But Quaye says that at least the meals she prepares don't go to waste if there are no customers, because she serves the leftover cooked food to her family. A full meal costs about $2.50.

And then, as if to add to the troubles, a high-pitched lament floats over from behind the kitchen counter, filling the restaurant. As if it's all just too much for her, Mama Quaye's friend Zinnah Gray tells us she has lost a number of her family members to Ebola and that the virus is not just a sickness, but a war. If it kills one person, she says, it kills the rest of the family. Then she begins wailing, pouring her pain and her loss into the lament.
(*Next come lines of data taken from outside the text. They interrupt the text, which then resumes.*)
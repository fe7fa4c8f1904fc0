//! Word (.docx) text extraction.

use super::package::OpcPackage;
use super::rels::reltype;
use crate::common::Result;
use crate::common::text_builder::TextBuilder;
use crate::common::xml::{SubtreeFilter, XmlNode, walk_xml};
use crate::extract::{DecodeContext, Decoder};

const DEFAULT_MAIN_PART: &str = "word/document.xml";

/// Elements whose content is never part of the visible text.
fn is_hidden(name: &[u8]) -> bool {
    matches!(
        name,
        b"Fallback" | b"pPr" | b"rPr" | b"sectPr" | b"instrText" | b"delText"
    )
}

/// Decoder for WordprocessingML documents.
#[derive(Debug, Default, Clone, Copy)]
pub struct DocxDecoder;

impl Decoder for DocxDecoder {
    fn decode(&self, input: &[u8], ctx: &DecodeContext<'_>) -> Result<String> {
        let mut package = OpcPackage::open(input, ctx)?;
        let main = package.main_part(DEFAULT_MAIN_PART, ctx)?;
        let xml = package.read_part(&main, ctx)?;

        let mut out = TextBuilder::with_capacity(xml.len() / 4);
        render_story(&xml, ctx, &mut out)?;

        // Notes follow the body
        let rels = package.relationships(&main, ctx)?;
        for suffix in [reltype::FOOTNOTES, reltype::ENDNOTES] {
            if let Some(rel) = rels.first_of(suffix)
                && let Some(notes) = package.read_optional_part(&rel.target, ctx)?
            {
                out.section_break();
                render_story(&notes, ctx, &mut out)?;
            }
        }

        Ok(out.finish())
    }
}

/// Append the text of one story part (body, footnotes, endnotes).
fn render_story(xml: &[u8], ctx: &DecodeContext<'_>, out: &mut TextBuilder) -> Result<()> {
    let mut filter = SubtreeFilter::default();
    let mut in_text = false;
    let mut cell_depth = 0usize;

    walk_xml(xml, ctx, |node| {
        if filter.skips(&node, is_hidden) {
            return Ok(());
        }
        match node {
            XmlNode::Open(e) => match e.local_name().as_ref() {
                b"t" => in_text = true,
                b"tc" => cell_depth += 1,
                _ => {},
            },
            XmlNode::Empty(e) => match e.local_name().as_ref() {
                b"tab" | b"ptab" => out.push('\t'),
                b"br" | b"cr" if cell_depth > 0 => out.soft_break(),
                b"br" | b"cr" => out.end_paragraph(),
                b"noBreakHyphen" => out.push('-'),
                _ => {},
            },
            XmlNode::Close(name) => match name {
                b"t" => in_text = false,
                b"p" if cell_depth > 0 => out.soft_break(),
                b"p" => out.end_paragraph(),
                b"tc" => {
                    cell_depth = cell_depth.saturating_sub(1);
                    out.end_cell();
                },
                b"tr" => out.end_row(),
                _ => {},
            },
            XmlNode::Text(text) if in_text => out.push_str(text),
            XmlNode::Text(_) => {},
        }
        Ok(())
    })
}
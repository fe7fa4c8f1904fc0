//! File format detection.
//!
//! Formats are recognized from their content alone (signatures and
//! structure), never from file names or declared media types. Sniffing reads
//! a bounded prefix; container probing opens ZIP and OLE2 directories.

pub mod functions;
pub mod odf;
pub mod ole2;
pub mod ooxml;
pub mod pdf;
pub mod rtf;
pub mod text;
pub mod types;
pub mod utils;
pub mod zip;

pub use functions::{detect_format, detect_format_with, probe, sniff};
pub use types::FormatTag;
Mama Quaye looks over at her friend sympathetically. Like many others during this Ebola outbreak, the two elderly women have plenty of problems.

But there's one bright spot: a customer walks in, and another has just finished his meal. Alfred T. Karngar says he works across the road and is a regular at the restaurant at lunchtime.

"She prepares good food here," Karngar says. "I actually have been eating here [since] before the Ebola crisis and I see nothing that would stop me from eating here."

Karngar says he observes all the health directives, including hand-washing with chlorinated water when he enters the restaurant. He says he tries to keep himself safe from Ebola, and will continue to enjoy a good meal at Mama Quaye's.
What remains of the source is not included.